**Problem statement:**
If a line in the entries below includes "with", show that line.
:: Data for review
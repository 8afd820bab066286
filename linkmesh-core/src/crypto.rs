//! Crypto primitives: password-keyed MAC, frame payload encryption with a
//! truncated tag, session-key sealing, nonces and random keys.

use chacha20::cipher::{KeyIvInit, StreamCipher};
use chacha20::ChaCha20;
use chacha20poly1305::aead::{Aead, KeyInit, Payload};
use chacha20poly1305::ChaCha20Poly1305;
use hmac::{Hmac, Mac};
use rand::distributions::Alphanumeric;
use rand::rngs::OsRng;
use rand::{Rng, RngCore};
use sha2::{Digest, Sha256};

use crate::protocol::AUTH_TAG_LEN;

type HmacSha256 = Hmac<Sha256>;

pub const HASH_KEY_LEN: usize = 32;
/// Default nonce length in characters.
pub const DEFAULT_NONCE_LEN: usize = 13;

const FRAME_ENC_LABEL: &[u8] = b"linkmesh-frame-enc";
const FRAME_TAG_LABEL: &[u8] = b"linkmesh-frame-tag";
const HASH_KEY_LABEL: &[u8] = b"linkmesh-hash-key";

fn keyed(key: &[u8]) -> Result<HmacSha256, CryptoError> {
    <HmacSha256 as Mac>::new_from_slice(key).map_err(|_| CryptoError::Key)
}

/// HMAC-SHA256 of `bytes` under `key`.
pub fn mac(key: &[u8], bytes: &[u8]) -> Result<[u8; 32], CryptoError> {
    mac_parts(key, &[bytes])
}

/// HMAC-SHA256 over the concatenation of `parts`.
pub fn mac_parts(key: &[u8], parts: &[&[u8]]) -> Result<[u8; 32], CryptoError> {
    let mut m = keyed(key)?;
    for part in parts {
        m.update(part);
    }
    Ok(m.finalize().into_bytes().into())
}

/// Constant-time check of a full MAC over `parts`.
pub fn verify_mac(key: &[u8], parts: &[&[u8]], expected: &[u8; 32]) -> Result<(), CryptoError> {
    let mut m = keyed(key)?;
    for part in parts {
        m.update(part);
    }
    m.verify_slice(expected)
        .map_err(|_| CryptoError::AuthenticationFailed)
}

/// Hash key shared by both ends of a session: password-keyed MAC over both nonces.
pub fn derive_hash_key(
    password: &str,
    initiator_nonce: &str,
    responder_nonce: &str,
) -> Result<[u8; HASH_KEY_LEN], CryptoError> {
    mac_parts(
        password.as_bytes(),
        &[
            HASH_KEY_LABEL,
            initiator_nonce.as_bytes(),
            responder_nonce.as_bytes(),
        ],
    )
}

fn frame_keys(
    session_key: u64,
    hash_key: &[u8; HASH_KEY_LEN],
) -> Result<([u8; 32], [u8; 32]), CryptoError> {
    let sk = session_key.to_le_bytes();
    let enc = mac_parts(hash_key, &[FRAME_ENC_LABEL, &sk])?;
    let tag = mac_parts(hash_key, &[FRAME_TAG_LABEL, &sk])?;
    Ok((enc, tag))
}

fn frame_nonce(header: &[u8]) -> [u8; 12] {
    let digest = Sha256::digest(header);
    let mut nonce = [0u8; 12];
    nonce.copy_from_slice(&digest[..12]);
    nonce
}

fn apply_keystream(key: &[u8; 32], header: &[u8], buf: &mut [u8]) {
    let nonce = frame_nonce(header);
    let mut cipher = ChaCha20::new(
        chacha20::Key::from_slice(key),
        chacha20::Nonce::from_slice(&nonce),
    );
    cipher.apply_keystream(buf);
}

/// Encrypt a frame payload. `session_key` is the sender's own session key,
/// `header` the transmitted header bytes (it must be unique per frame).
pub fn encrypt(
    session_key: u64,
    hash_key: &[u8; HASH_KEY_LEN],
    header: &[u8],
    payload: &[u8],
) -> Result<(Vec<u8>, [u8; AUTH_TAG_LEN]), CryptoError> {
    let (enc_key, tag_key) = frame_keys(session_key, hash_key)?;
    let mut cipher = payload.to_vec();
    apply_keystream(&enc_key, header, &mut cipher);
    let full = mac_parts(&tag_key, &[header, &cipher])?;
    let mut tag = [0u8; AUTH_TAG_LEN];
    tag.copy_from_slice(&full[..AUTH_TAG_LEN]);
    Ok((cipher, tag))
}

/// Verify the tag, then decrypt. Fails with `AuthenticationFailed` on mismatch.
pub fn decrypt(
    session_key: u64,
    hash_key: &[u8; HASH_KEY_LEN],
    header: &[u8],
    cipher: &[u8],
    tag: &[u8; AUTH_TAG_LEN],
) -> Result<Vec<u8>, CryptoError> {
    let (enc_key, tag_key) = frame_keys(session_key, hash_key)?;
    let mut m = keyed(&tag_key)?;
    m.update(header);
    m.update(cipher);
    m.verify_truncated_left(tag)
        .map_err(|_| CryptoError::AuthenticationFailed)?;
    let mut plain = cipher.to_vec();
    apply_keystream(&enc_key, header, &mut plain);
    Ok(plain)
}

fn seal_nonce(request_id: u64) -> [u8; 12] {
    let mut nonce = [0u8; 12];
    nonce[4..12].copy_from_slice(&request_id.to_le_bytes());
    nonce
}

/// Seal the two session keys of a handshake with ChaCha20-Poly1305 under the hash key.
/// The request ID is both nonce and associated data; it is fresh per handshake.
pub fn seal_session_keys(
    hash_key: &[u8; HASH_KEY_LEN],
    request_id: u64,
    peer_session_key: u64,
    own_session_key: u64,
) -> Result<Vec<u8>, CryptoError> {
    let cipher = ChaCha20Poly1305::new_from_slice(hash_key).map_err(|_| CryptoError::Key)?;
    let mut plain = [0u8; 16];
    plain[..8].copy_from_slice(&peer_session_key.to_le_bytes());
    plain[8..].copy_from_slice(&own_session_key.to_le_bytes());
    let nonce = seal_nonce(request_id);
    let aad = request_id.to_le_bytes();
    cipher
        .encrypt(
            chacha20poly1305::Nonce::from_slice(&nonce),
            Payload {
                msg: &plain,
                aad: &aad,
            },
        )
        .map_err(|_| CryptoError::Encrypt)
}

/// Inverse of [`seal_session_keys`]. Returns `(peer_session_key, own_session_key)`
/// as chosen by the sealing side.
pub fn open_session_keys(
    hash_key: &[u8; HASH_KEY_LEN],
    request_id: u64,
    sealed: &[u8],
) -> Result<(u64, u64), CryptoError> {
    let cipher = ChaCha20Poly1305::new_from_slice(hash_key).map_err(|_| CryptoError::Key)?;
    let nonce = seal_nonce(request_id);
    let aad = request_id.to_le_bytes();
    let plain = cipher
        .decrypt(
            chacha20poly1305::Nonce::from_slice(&nonce),
            Payload { msg: sealed, aad: &aad },
        )
        .map_err(|_| CryptoError::AuthenticationFailed)?;
    if plain.len() != 16 {
        return Err(CryptoError::Malformed);
    }
    let mut peer = [0u8; 8];
    let mut own = [0u8; 8];
    peer.copy_from_slice(&plain[..8]);
    own.copy_from_slice(&plain[8..]);
    Ok((u64::from_le_bytes(peer), u64::from_le_bytes(own)))
}

/// Random printable nonce of `len` alphanumeric characters.
pub fn random_nonce(len: usize) -> String {
    rand::thread_rng()
        .sample_iter(&Alphanumeric)
        .take(len)
        .map(char::from)
        .collect()
}

/// Random non-zero 64-bit value from the OS RNG.
pub fn random64() -> u64 {
    loop {
        let v = OsRng.next_u64();
        if v != 0 {
            return v;
        }
    }
}

#[derive(Debug, thiserror::Error)]
pub enum CryptoError {
    #[error("invalid key")]
    Key,
    #[error("encryption failed")]
    Encrypt,
    #[error("authentication failed")]
    AuthenticationFailed,
    #[error("malformed sealed data")]
    Malformed,
}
::::
**Exercise response:**
//! Crypto primitives: password-keyed MAC, frame payload encryption with a
/// Verify the tag, then decrypt. Fails with `AuthenticationFailed` on mismatch.
/// Seal the two session keys of a handshake with ChaCha20-Poly1305 under the hash key.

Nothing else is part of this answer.